## Description of the task
Gather all lines with "OutOfService" from the records.

## Supplied records
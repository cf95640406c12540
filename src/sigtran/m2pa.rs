//! M2PA (RFC 4165)
//!
//! MTP2 peer-to-peer adaptation: presents the layer 2 link contract to
//! MTP3 while running over an association. Sequence numbers are 24-bit;
//! alignment mirrors the Q.703 procedure through link status messages.

use super::{class, SigtranReceiver, SigtranTransport, SIGTRAN_VERSION};
use crate::engine::{SigComponent, SigTimer, TICK_IDLE};
use crate::errors::{LinkError, SigtranError};
use crate::mtp2::{L2Link, L2Op, Mtp2User};
use crate::types::Msu;
use async_trait::async_trait;
use bytes::{Buf, BufMut, Bytes, BytesMut};
use std::collections::VecDeque;
use std::sync::{Arc, Mutex, RwLock, Weak};
use std::time::{Duration, Instant};
use tracing::{debug, info, warn};

/// Message types within the M2PA class
const TYPE_USER_DATA: u8 = 1;
const TYPE_LINK_STATUS: u8 = 2;

/// Link status values
#[derive(Debug, Clone, Copy, PartialEq, Eq)]
#[repr(u32)]
pub enum M2paStatus {
    Alignment = 1,
    ProvingNormal = 2,
    ProvingEmergency = 3,
    Ready = 4,
    ProcessorOutage = 5,
    ProcessorRecovered = 6,
    Busy = 7,
    BusyEnded = 8,
    OutOfService = 9,
}

impl M2paStatus {
    fn from_u32(v: u32) -> Option<Self> {
        Some(match v {
            1 => Self::Alignment,
            2 => Self::ProvingNormal,
            3 => Self::ProvingEmergency,
            4 => Self::Ready,
            5 => Self::ProcessorOutage,
            6 => Self::ProcessorRecovered,
            7 => Self::Busy,
            8 => Self::BusyEnded,
            9 => Self::OutOfService,
            _ => return None,
        })
    }
}

const SEQ_MASK: u32 = 0x00FF_FFFF;
const SEQ_INIT: u32 = 0x00FF_FFFF;

fn next_seq(v: u32) -> u32 {
    (v + 1) & SEQ_MASK
}

/// Build one M2PA message: common header, sequence header, payload
fn encode_m2pa(mtype: u8, bsn: u32, fsn: u32, payload: &[u8]) -> Bytes {
    let mut buf = BytesMut::with_capacity(16 + payload.len());
    buf.put_u8(SIGTRAN_VERSION);
    buf.put_u8(0);
    buf.put_u8(class::M2PA);
    buf.put_u8(mtype);
    buf.put_u32(16 + payload.len() as u32);
    buf.put_u32(bsn & SEQ_MASK);
    buf.put_u32(fsn & SEQ_MASK);
    buf.put_slice(payload);
    buf.freeze()
}

struct M2paDecoded {
    mtype: u8,
    bsn: u32,
    fsn: u32,
    payload: Bytes,
}

fn decode_m2pa(data: &Bytes) -> Result<M2paDecoded, SigtranError> {
    if data.len() < 16 {
        return Err(SigtranError::InvalidMessage("short M2PA message".to_string()));
    }
    let mut buf = data.clone();
    let version = buf.get_u8();
    if version != SIGTRAN_VERSION {
        return Err(SigtranError::BadVersion(version));
    }
    let _spare = buf.get_u8();
    let mclass = buf.get_u8();
    if mclass != class::M2PA {
        return Err(SigtranError::InvalidMessage(format!("class {mclass}")));
    }
    let mtype = buf.get_u8();
    let length = buf.get_u32() as usize;
    if data.len() < length {
        return Err(SigtranError::InvalidMessage("truncated M2PA message".to_string()));
    }
    let bsn = buf.get_u32() & SEQ_MASK;
    let fsn = buf.get_u32() & SEQ_MASK;
    Ok(M2paDecoded { mtype, bsn, fsn, payload: buf })
}

#[derive(Debug, Clone, Copy, PartialEq, Eq)]
enum Phase {
    OutOfService,
    Aligning,
    Proving,
    Ready,
    Operational,
}

struct M2paState {
    phase: Phase,
    emergency: bool,
    fsn_out: u32,
    bsn_in: u32,
    queue: VecDeque<(u32, Bytes)>,
    remote_busy: bool,
    t_proving: SigTimer,
    t_ack: SigTimer,
    tx_msus: u64,
    rx_msus: u64,
}

#[derive(Default)]
struct Actions {
    send: Vec<Bytes>,
    deliver: Vec<Msu>,
    status: Option<bool>,
}

/// One M2PA link over an association
pub struct M2paLink {
    name: String,
    transport: RwLock<Option<Arc<dyn SigtranTransport>>>,
    user: RwLock<Weak<dyn Mtp2User>>,
    state: Mutex<M2paState>,
}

## Solution for this exercise
    OutOfService = 9,
            9 => Self::OutOfService,
    OutOfService,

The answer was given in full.